There once was a time in the United States when everyone had to deal with one utility company. That one utility provided the three components of your energy service: generation, transmission and distribution. That utility also set the price for electricity and natural gas. You had no choice but to pay that price.
Starting in 1977, states began to change their regulations and deregulate or “unbundle” the utility services, allowing consumers to now “Shop around” for the actual utility commodity (electric or natural gas). This is very similar to the Telephone deregulation. Seventeen states have since deregulated. Today, in 17 states the utility companies still play a role (depending on the state) ensuring your energy supply is safely delivered to you but unfortunately for the consumer, there is no “standardization” in these states.
Each state is a little different. For example, in Texas the consumer never goes to the utility for service. But in Maryland, the consumer must sign-up with the utility to establish service before shopping for pricing.
With deregulation, every state now has different rules when it comes to choosing an energy provider. Let EAS streamline your purchasing decision with our up-to-date knowledge of the specific rules within your area.
V Electricity Procurement
The electric market is extermly volatile and can experience pricing swings of several cents in one day. These pennies can mean thousands of dollars annually for a portfolio. Understanding the energy market and your risk tolerance is essential to any energy plan. The electric suppliers we work with typically offer the following products:
Fixed pricing provides stability against a volatile market. No matter what happens, you’ll pay the negotiated supply price for the life of the contract.
MCPE + Adder
This product has a little more risk as your price floats with the market. You can take advantage of lower rates as you accept the risk of price swings. The remainder is fixed, protecting you against hidden costs.
There are many variations of the two aforementioned products. By pre-negotiating the price for a portion of the usage, you can take advantage of the best elements of the full fixed and MCPE pricing.

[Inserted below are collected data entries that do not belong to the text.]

impl<T: QueueTransport> ConsumerLoop<T> {
    /// Start a loop on `runtime` and return the stream it feeds
    pub(crate) fn spawn(
        runtime: &Handle,
        transport: Arc<T>,
        request: ReceiveRequest,
        config: ConsumerConfig,
        ack_observer: Option<Arc<dyn AckObserver>>,
        cancellation: CancellationToken,
    ) -> MessageStream {
        let (sender, receiver) = mpsc::channel(1);
        let address = request.address.clone();

        let consumer = Self {
            transport,
            request,
            sender,
            cancellation: cancellation.clone(),
            config,
            ack_observer,
        };
        let task = runtime.spawn(consumer.run());

        MessageStream {
            address,
            receiver,
            cancellation,
            task: Some(task),
        }
    }

    async fn run(self) {
        let address = self.request.address.as_str();
        info!(
            address = %address,
            provider = self.transport.provider(),
            attribute_names = ?self.request.attribute_names,
            "Consumer loop started"
        );

        let mut idle_polls: u32 = 0;

        'polling: loop {
            let outcome = tokio::select! {
                biased;
                _ = self.cancellation.cancelled() => break 'polling,
                outcome = self.transport.receive_batch(&self.request) => outcome,
            };

            match outcome {
                Ok(Some(messages)) if messages.is_empty() => {
                    trace!(address = %address, "Receive returned an empty batch");
                    if !self.back_off(idle_polls).await {
                        break 'polling;
                    }
                    idle_polls = idle_polls.saturating_add(1);
                }
                Ok(Some(messages)) => {
                    idle_polls = 0;
                    trace!(address = %address, count = messages.len(), "Received batch");

                    for message in messages {
                        let (response, receipt) = Self::split_message(message);
                        if !self.deliver(response).await {
                            break 'polling;
                        }
                        self.acknowledge(receipt).await;
                    }
                }
                Ok(None) => {
                    trace!(address = %address, "Receive returned no result");
                    if !self.back_off(idle_polls).await {
                        break 'polling;
                    }
                    idle_polls = idle_polls.saturating_add(1);
                }
                Err(error) => {
                    warn!(address = %address, error = %error, "Receive failed");
                    if !self.deliver(Response::Error(error)).await {
                        break 'polling;
                    }
                    if !self.back_off(idle_polls).await {
                        break 'polling;
                    }
                    idle_polls = idle_polls.saturating_add(1);
                }
            }
        }

        info!(address = %address, "Consumer loop stopped");
    }

    fn split_message(message: TransportMessage) -> (Response, ReceiptHandle) {
        let message_id = message.message_id.and_then(|id| id.parse().ok());
        let response = Response::Message(InboundMessage {
            message_id,
            body: message.body,
            attributes: message.attributes,
        });
        (response, message.receipt_handle)
    }

    /// Push one event and wait until the reader takes it
    ///
    /// Returns `false` when the loop must stop. An event still sitting in the
    /// stream at that point counts as not delivered.
    async fn deliver(&self, response: Response) -> bool {
        let (taken, mut taken_signal) = oneshot::channel();
        let handoff = Handoff { response, taken };

        let queued = tokio::select! {
            biased;
            _ = self.cancellation.cancelled() => false,
            sent = self.sender.send(handoff) => sent.is_ok(),
        };
        if !queued {
            return false;
        }

        // A take that already happened wins over a concurrent cancel
        tokio::select! {
            biased;
            signal = &mut taken_signal => match signal {
                Ok(()) => true,
                Err(_) => {
                    debug!(address = %self.request.address, "Stream dropped before reading");
                    false
                }
            },
            _ = self.cancellation.cancelled() => false,
        }
    }

    /// Sleep before the next poll; `false` when cancelled meanwhile
    async fn back_off(&self, attempt: u32) -> bool {
        let delay = self.config.idle_backoff.calculate_delay(attempt);
        if delay.is_zero() {
            tokio::task::yield_now().await;
            return !self.cancellation.is_cancelled();
        }

        tokio::select! {
            biased;
            _ = self.cancellation.cancelled() => false,
            _ = tokio::time::sleep(delay) => true,
        }
    }

    async fn acknowledge(&self, receipt: ReceiptHandle) {
        let address = self.request.address.as_str();

        let error = match self.transport.delete(address, &receipt).await {
            Ok(()) => {
                trace!(address = %address, receipt = %receipt, "Message acknowledged");
                return;
            }
            Err(error) => error,
        };

        match self.config.ack_failure {
            AckFailurePolicy::Ignore => {
                report_ack_failure(address, &receipt, &error, self.ack_observer.as_deref());
            }
            AckFailurePolicy::Retry { max_attempts } => {
                debug!(
                    address = %address,
                    error = %error,
                    max_attempts,
                    "Delete failed; retrying in the background"
                );
                self.spawn_ack_retry(receipt, error, max_attempts);
            }
        }
    }

    fn spawn_ack_retry(&self, receipt: ReceiptHandle, first_error: QueueError, max_attempts: u32) {
        let transport = Arc::clone(&self.transport);
        let address = self.request.address.clone();
        let policy = self.config.idle_backoff.clone();
        let observer = self.ack_observer.clone();
        let cancellation = self.cancellation.clone();

        tokio::spawn(async move {
            let mut last_error = first_error;

            for attempt in 0..max_attempts {
                let delay = policy.calculate_delay(attempt);
                let cancelled = tokio::select! {
                    biased;
                    _ = cancellation.cancelled() => true,
                    _ = tokio::time::sleep(delay) => false,
                };
                if cancelled {
                    break;
                }

                match transport.delete(&address, &receipt).await {
                    Ok(()) => {
                        debug!(address = %address, attempt, "Message acknowledged after retry");
                        return;
                    }
                    Err(error) => last_error = error,
                }
            }

            report_ack_failure(&address, &receipt, &last_error, observer.as_deref());
        });
    }
}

Often, variable rates are lower than utility pricing while fixed rates provide greater pricing certainty. Whether you have one or multiple sites, we have the capability of working with small to large companies to assist in determining the best option for you and your risk tolerance.
F Natural Gas Procurement
The Natural gas market is an extremely volatile market, experiencing price swings of $.50 to $1.00 per therm in one day. Understanding the natural gas market and the direction it’s likely to move is essential. Learn more about the Marcellus and other shale deposits throughout the nation, which are actual “game changers” in the industry. This and other supply information should and will affect your company’s supply purchasing plan. Natural Gas products that help you save on your natural gas costs are:
Fixed pricing offers safeguards from swings in energy costs.
NYMEX + Basic
With this product, the majority of your price will float with the Henry Hub NYMEX market price. This allows you to take advantage of lows, but has the risk of highs as well. The remainder of your supply price is fixed, protecting you against hidden costs.
For customers with duel fuel capabilities, interruptible contracts offer maximum savings. You may also take advantage of mandatory gas service interruptions imposed by the utility.
All suppliers deliver gas into the city gate, but we provide the best pricing, terms and options. Once you have the larger energy picture, it’s much easier to make a decision.